(TRY IT)
Provide again, from the entries below, every line from the one containing "return Ok(Vec::new());" through the one containing "if offset +", exactly as written, and no other line.
════════
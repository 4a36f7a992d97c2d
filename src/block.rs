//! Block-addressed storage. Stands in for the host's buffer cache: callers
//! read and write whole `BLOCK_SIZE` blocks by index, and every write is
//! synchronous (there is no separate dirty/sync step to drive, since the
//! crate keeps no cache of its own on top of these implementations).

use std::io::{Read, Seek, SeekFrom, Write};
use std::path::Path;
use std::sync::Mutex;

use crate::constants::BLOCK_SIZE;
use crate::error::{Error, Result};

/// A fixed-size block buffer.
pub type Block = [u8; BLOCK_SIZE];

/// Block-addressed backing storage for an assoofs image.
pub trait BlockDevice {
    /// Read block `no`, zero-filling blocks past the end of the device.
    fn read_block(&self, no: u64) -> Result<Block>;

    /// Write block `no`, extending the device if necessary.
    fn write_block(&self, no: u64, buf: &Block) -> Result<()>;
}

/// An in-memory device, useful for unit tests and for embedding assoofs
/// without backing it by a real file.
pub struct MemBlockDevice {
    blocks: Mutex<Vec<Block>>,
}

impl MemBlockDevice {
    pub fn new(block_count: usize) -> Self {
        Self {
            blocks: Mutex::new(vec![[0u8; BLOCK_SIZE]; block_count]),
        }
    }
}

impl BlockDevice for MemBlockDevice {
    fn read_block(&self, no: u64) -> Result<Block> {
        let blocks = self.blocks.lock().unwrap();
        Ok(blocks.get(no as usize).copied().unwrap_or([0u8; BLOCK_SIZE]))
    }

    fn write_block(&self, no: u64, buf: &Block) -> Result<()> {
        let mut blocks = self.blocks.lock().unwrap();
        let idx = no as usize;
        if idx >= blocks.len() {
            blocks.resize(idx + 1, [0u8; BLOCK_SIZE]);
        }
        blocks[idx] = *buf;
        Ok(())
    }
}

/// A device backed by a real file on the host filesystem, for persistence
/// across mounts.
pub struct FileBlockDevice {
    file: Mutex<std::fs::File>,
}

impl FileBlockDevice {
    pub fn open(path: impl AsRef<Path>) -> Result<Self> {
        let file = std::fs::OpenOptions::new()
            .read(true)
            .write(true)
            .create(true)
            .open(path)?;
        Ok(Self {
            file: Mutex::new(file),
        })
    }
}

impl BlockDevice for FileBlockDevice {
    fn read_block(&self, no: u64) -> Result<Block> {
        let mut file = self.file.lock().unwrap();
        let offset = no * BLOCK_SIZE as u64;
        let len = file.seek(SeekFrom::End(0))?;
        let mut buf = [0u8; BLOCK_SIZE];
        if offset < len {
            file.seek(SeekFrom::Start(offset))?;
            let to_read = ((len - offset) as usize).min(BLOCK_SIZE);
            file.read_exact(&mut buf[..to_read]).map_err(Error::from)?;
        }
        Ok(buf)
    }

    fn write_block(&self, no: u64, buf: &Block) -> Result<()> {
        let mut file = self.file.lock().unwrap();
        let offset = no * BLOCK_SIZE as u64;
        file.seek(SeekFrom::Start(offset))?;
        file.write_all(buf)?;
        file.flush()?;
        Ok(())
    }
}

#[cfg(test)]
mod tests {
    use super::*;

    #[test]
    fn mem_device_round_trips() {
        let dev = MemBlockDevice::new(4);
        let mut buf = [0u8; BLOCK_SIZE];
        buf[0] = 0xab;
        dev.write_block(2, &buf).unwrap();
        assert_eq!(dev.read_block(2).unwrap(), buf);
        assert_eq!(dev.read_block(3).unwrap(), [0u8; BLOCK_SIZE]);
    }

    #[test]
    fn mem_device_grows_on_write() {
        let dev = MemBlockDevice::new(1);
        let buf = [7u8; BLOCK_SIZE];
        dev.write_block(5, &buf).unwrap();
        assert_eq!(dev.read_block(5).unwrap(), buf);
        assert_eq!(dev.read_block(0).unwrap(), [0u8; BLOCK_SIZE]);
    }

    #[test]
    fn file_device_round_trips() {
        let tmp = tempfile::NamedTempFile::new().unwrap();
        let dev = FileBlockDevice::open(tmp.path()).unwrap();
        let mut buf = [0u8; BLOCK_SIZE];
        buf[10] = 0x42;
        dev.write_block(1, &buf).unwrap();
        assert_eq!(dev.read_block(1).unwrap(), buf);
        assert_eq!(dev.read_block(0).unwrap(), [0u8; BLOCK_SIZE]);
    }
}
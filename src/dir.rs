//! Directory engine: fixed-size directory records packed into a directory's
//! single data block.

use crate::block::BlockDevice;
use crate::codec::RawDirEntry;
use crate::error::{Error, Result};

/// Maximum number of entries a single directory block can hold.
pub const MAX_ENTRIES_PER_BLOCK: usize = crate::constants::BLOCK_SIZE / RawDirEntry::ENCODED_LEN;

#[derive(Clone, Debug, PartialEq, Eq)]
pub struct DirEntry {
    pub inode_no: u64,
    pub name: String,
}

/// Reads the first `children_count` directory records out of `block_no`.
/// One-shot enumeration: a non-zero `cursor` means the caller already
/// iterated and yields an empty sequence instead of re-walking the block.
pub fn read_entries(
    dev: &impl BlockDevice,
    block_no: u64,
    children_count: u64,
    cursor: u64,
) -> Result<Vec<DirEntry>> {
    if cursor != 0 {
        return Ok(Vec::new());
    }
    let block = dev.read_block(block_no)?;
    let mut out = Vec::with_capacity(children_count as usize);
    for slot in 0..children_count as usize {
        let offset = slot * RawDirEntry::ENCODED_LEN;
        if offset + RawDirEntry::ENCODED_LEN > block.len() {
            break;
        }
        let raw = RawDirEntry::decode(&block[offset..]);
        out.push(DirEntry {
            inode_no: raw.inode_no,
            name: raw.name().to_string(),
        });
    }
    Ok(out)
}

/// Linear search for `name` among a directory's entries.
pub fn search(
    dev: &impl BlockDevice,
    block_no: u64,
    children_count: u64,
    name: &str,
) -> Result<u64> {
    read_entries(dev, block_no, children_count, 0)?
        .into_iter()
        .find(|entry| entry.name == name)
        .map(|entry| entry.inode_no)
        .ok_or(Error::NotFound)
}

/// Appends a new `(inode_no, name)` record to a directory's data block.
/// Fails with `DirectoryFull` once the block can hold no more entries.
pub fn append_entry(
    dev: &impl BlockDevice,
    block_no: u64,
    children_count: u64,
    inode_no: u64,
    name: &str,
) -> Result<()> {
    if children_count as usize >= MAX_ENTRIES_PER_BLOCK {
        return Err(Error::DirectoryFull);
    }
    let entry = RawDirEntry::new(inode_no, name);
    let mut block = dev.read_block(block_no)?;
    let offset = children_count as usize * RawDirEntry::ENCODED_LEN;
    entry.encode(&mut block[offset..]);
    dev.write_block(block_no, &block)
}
════════
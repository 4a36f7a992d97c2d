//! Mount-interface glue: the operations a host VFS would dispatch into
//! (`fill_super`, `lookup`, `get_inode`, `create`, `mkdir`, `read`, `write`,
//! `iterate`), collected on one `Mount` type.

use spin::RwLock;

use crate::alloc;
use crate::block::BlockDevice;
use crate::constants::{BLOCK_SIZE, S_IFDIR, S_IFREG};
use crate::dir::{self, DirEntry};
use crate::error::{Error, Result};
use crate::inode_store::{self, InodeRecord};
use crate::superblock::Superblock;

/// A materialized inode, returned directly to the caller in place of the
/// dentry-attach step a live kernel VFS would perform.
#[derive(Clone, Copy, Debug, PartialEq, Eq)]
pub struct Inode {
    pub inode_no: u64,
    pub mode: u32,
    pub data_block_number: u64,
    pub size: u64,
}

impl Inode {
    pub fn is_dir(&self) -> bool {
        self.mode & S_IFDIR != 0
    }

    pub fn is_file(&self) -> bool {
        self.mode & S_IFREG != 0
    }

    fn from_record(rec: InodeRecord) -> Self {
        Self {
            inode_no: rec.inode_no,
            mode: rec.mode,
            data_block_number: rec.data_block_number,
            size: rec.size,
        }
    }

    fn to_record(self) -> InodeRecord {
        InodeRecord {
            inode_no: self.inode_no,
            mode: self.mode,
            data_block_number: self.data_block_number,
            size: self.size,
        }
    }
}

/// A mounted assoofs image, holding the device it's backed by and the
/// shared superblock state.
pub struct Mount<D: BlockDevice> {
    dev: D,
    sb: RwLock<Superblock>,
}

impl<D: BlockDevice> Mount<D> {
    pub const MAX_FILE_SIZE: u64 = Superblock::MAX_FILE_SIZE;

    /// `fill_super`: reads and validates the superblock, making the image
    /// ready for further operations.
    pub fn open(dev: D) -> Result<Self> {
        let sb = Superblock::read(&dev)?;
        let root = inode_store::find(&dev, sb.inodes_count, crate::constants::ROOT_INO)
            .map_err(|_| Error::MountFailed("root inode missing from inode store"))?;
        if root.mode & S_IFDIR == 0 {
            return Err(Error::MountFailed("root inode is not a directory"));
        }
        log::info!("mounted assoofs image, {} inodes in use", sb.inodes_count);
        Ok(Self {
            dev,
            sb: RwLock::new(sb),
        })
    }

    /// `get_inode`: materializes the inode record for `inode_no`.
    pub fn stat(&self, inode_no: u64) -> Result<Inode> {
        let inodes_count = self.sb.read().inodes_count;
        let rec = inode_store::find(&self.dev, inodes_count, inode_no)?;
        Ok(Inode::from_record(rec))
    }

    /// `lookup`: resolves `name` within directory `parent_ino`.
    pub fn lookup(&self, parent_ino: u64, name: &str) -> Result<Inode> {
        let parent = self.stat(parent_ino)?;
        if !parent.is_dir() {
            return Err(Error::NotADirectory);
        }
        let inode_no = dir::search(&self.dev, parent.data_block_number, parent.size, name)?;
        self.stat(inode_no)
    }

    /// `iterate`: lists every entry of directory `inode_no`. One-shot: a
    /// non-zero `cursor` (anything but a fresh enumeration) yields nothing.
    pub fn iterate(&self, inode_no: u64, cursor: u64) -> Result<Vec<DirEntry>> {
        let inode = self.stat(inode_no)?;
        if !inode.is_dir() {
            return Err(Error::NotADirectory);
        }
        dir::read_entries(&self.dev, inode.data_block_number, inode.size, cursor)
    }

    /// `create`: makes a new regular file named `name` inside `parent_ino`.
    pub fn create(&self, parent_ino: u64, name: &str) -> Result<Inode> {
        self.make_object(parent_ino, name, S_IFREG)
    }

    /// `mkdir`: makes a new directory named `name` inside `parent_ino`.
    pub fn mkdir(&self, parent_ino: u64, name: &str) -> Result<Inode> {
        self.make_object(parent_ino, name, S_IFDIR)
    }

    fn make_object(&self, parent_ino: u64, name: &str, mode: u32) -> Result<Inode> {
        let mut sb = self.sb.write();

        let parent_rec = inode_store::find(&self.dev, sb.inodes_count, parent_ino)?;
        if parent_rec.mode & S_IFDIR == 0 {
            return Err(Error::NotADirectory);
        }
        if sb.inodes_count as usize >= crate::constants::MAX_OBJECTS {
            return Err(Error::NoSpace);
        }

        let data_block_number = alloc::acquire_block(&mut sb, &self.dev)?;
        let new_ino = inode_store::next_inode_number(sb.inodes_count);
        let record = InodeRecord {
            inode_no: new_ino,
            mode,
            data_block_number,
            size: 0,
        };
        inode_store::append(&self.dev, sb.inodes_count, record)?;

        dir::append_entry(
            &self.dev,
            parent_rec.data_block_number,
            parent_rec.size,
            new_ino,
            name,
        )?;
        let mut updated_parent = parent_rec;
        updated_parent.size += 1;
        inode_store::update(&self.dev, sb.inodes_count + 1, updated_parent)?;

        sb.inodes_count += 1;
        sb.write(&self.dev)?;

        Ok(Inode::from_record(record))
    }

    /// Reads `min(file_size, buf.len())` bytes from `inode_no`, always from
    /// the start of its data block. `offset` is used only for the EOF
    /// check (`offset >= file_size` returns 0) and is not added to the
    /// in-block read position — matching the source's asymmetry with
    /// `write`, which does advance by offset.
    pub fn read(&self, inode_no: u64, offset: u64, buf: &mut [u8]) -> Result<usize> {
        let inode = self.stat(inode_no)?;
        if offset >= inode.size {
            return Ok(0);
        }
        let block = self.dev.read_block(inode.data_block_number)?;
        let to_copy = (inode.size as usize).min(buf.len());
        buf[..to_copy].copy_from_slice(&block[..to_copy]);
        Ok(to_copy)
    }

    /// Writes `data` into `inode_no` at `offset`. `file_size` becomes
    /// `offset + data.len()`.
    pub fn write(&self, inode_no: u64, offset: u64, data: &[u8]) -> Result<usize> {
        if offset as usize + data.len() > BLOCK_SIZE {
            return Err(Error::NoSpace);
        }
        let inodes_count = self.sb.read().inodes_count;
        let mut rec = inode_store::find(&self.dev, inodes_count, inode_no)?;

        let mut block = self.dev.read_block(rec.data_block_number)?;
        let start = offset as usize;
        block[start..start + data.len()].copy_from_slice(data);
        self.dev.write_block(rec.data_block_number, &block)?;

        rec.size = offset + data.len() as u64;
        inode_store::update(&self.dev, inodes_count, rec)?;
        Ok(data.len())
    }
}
════════
(RESPONSE AREA)
        return Ok(Vec::new());
    }
    let block = dev.read_block(block_no)?;
    let mut out = Vec::with_capacity(children_count as usize);
    for slot in 0..children_count as usize {
        let offset = slot * RawDirEntry::ENCODED_LEN;
        if offset + RawDirEntry::ENCODED_LEN > block.len() {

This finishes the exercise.